BTW the story idea, improvised by student teacher Nicole Kunkel and I, was
— Jean est arrivé en retard à la classe
— La prof etait trés fachée avec lui.
— Il a cherché dans son sac pour ses devoirs.

— Dans son sac, il n’y avait pas ses devoirs!  Mais, il y’avait des autres choses…
— C’etait dommage– il a oublié ses devors! Madame Prof etait trés fachée!

(Jean had a backpack which we put random things into, and every time Jean looked in it for his hwk, a pencil, etc, he’d pull out something funny and Madame Prof would get more mad (and we got a zillion reps on both present and past forms of all 3 structures).

We also wrote up embedded (progressively more complex) readings of our story, and then did the usual with that, for even more reps.

It doesn’t matter what first or second language people have. We know that everyone can– and does– learn at least one language without any formal instuction at all. Any baby of any race or either gender can learn any language. We teachers can use this amazing potential. All we have to do is

— restrict vocab (to not confuse and overload people)
— use all grammar (so people can “pick up” what they’re ready for)
— keep it all 100% comprehensible
— provide a ton of listening and reading repetitions

In Hindi, we have “postpositions” as opposed to prepositions. Chinese has tones, and no verb “to be.” German has complex word-order rules invented by a sadistic language demon. Try explaining the difference between “some” and “any” questions to a non-native speaker of English. French and German have two past tense auxiliaries. Russian has cases. But whatever it is, people can pick it up.

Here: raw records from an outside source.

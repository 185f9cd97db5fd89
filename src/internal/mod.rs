//! Last-resort diagnostics for bookkeeping paths that must never raise.
//!
//! Handler rebuilds and guard restores run inside emission, where propagating
//! an error would turn a logging call into a crash. These helpers write to the
//! real stderr directly and swallow every failure.
//!
//! Uses `OnceLock` so the `SAFE_TRACE` environment variable is read exactly
//! once, even when multiple threads race the first trace.

use std::io::Write;
use std::sync::OnceLock;
use std::time::Instant;

static TRACE_ENABLED: OnceLock<bool> = OnceLock::new();
static STARTED: OnceLock<Instant> = OnceLock::new();

fn trace_enabled() -> bool {
    *TRACE_ENABLED.get_or_init(|| {
        matches!(
            std::env::var("SAFE_TRACE").map(|v| v.to_lowercase()).as_deref(),
            Ok("1" | "true" | "yes")
        )
    })
}

/// Emergency logger that never fails.
pub fn safe_log(msg: &str) {
    let _ = writeln!(std::io::stderr(), "[INTERNAL] {msg}");
}

/// Flush-safe diagnostic line, visible only when `SAFE_TRACE` is set.
///
/// Stamps seconds since the first trace so interleaved rebuild decisions can
/// be ordered when debugging stream-identity churn.
pub fn safe_trace(label: &str, detail: &str) {
    if !trace_enabled() {
        return;
    }
    let elapsed = STARTED.get_or_init(Instant::now).elapsed().as_secs_f64();
    let mut stderr = std::io::stderr();
    let _ = writeln!(stderr, "[SAFE TRACE {elapsed:.6}] {label} {detail}");
    let _ = stderr.flush();
}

The point? They don’t need to know anything other than meaning, and the brain– given enough input– will take over and start figuring the patterns out.

Multiple verb tenses & different versions of stories– how?

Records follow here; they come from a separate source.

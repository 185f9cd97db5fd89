//! Configuration struct definitions.

use serde::Deserialize;
use std::collections::HashMap;

use crate::level::LevelValue;

/// General configuration.
#[derive(Debug, Clone, Deserialize)]
#[serde(default)]
pub struct GeneralConfig {
    /// Explicit root level; absent means the root inherits and the resolve
    /// chain decides.
    pub level: Option<String>,
    /// Propagation default for newly created loggers.
    pub propagate: bool,
    /// Color mode ("auto", "always", "never").
    pub colors: String,
    /// Prefix rendered lines with timestamps.
    pub timestamps: bool,
}

impl Default for GeneralConfig {
    fn default() -> Self {
        Self {
            level: None,
            propagate: true,
            colors: "auto".to_string(),
            timestamps: false,
        }
    }
}

/// Default-level resolution configuration.
#[derive(Debug, Clone, Deserialize, Default)]
#[serde(default)]
pub struct ResolveConfig {
    /// Environment variables probed in order; empty means the built-in list.
    pub env_vars: Vec<String>,
    /// Level name used when an inherit walk runs out of ancestors.
    pub default_level: Option<String>,
    /// Logger name preferred over module-path inference.
    pub logger_name: Option<String>,
}

/// A completely empty config file must still produce a working hierarchy —
/// `#[serde(default)]` on every field ensures zero-config works out of the box.
#[derive(Debug, Clone, Deserialize, Default)]
#[serde(default)]
pub struct Config {
    /// Root level, propagation, and rendering apply to the whole tree.
    pub general: GeneralConfig,
    /// Where the default level comes from when nothing explicit is set.
    pub resolve: ResolveConfig,
    /// Custom levels: name = value. Registered alongside the built-ins.
    pub levels: HashMap<String, LevelValue>,
}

I got a couple of questions from Andrew:
I was wondering if you ever have the kids turn around and read the class story in the past tense (or, not in whatever tense you read it during reading option A.)  Also, can you give me an example of what you do when you say they read a couple different versions of the story?
— Andrew
A)  Multiple verb tenses.  This year, I am using Adriana Ramirez’ book as a guide.  It is all present-tense until the 9th story, so, no I havn’t gone into multiple tenses yet.  Mainly this is because Adriana’s book does not have multiple-tense versions of extended readings (before the 9th story).
So far, this is working, but I would rather do it in all tenses simultaneously.  In the long run, this will work better– the kids will acquire whatever they need when they are ready– but in practice it’s a bit harder.  You need readings in all tenses and you have to be careful with stories– more pop-ups– and in my experience you end up with fewer reps on more tenses…so the acquisition is slower on everything, and there is tense confusion for the kids.
B) For “different versions of the story,” we are talking about the same structures and most of the same vocab used in different contexts with different characters.  E.g. In the version I ask, a boy wants to have a girlfriend, wants to impress a girl he meets with money/cars/etc, but she prefers pink dogs, so he gives her pinks dogs.  This is asked, acted, and orally reviewed, etc.
For the reading, the story has a girl who wants to have a boyfriend, who wants to impress a guy she meets with her enormous pickup truck, but he prefers small scooters, and so she gives him a small scooter.  Adriana’s book is organised more or less like that: the written story– the one the kids read– recycles the vocab from the asked (performed) story.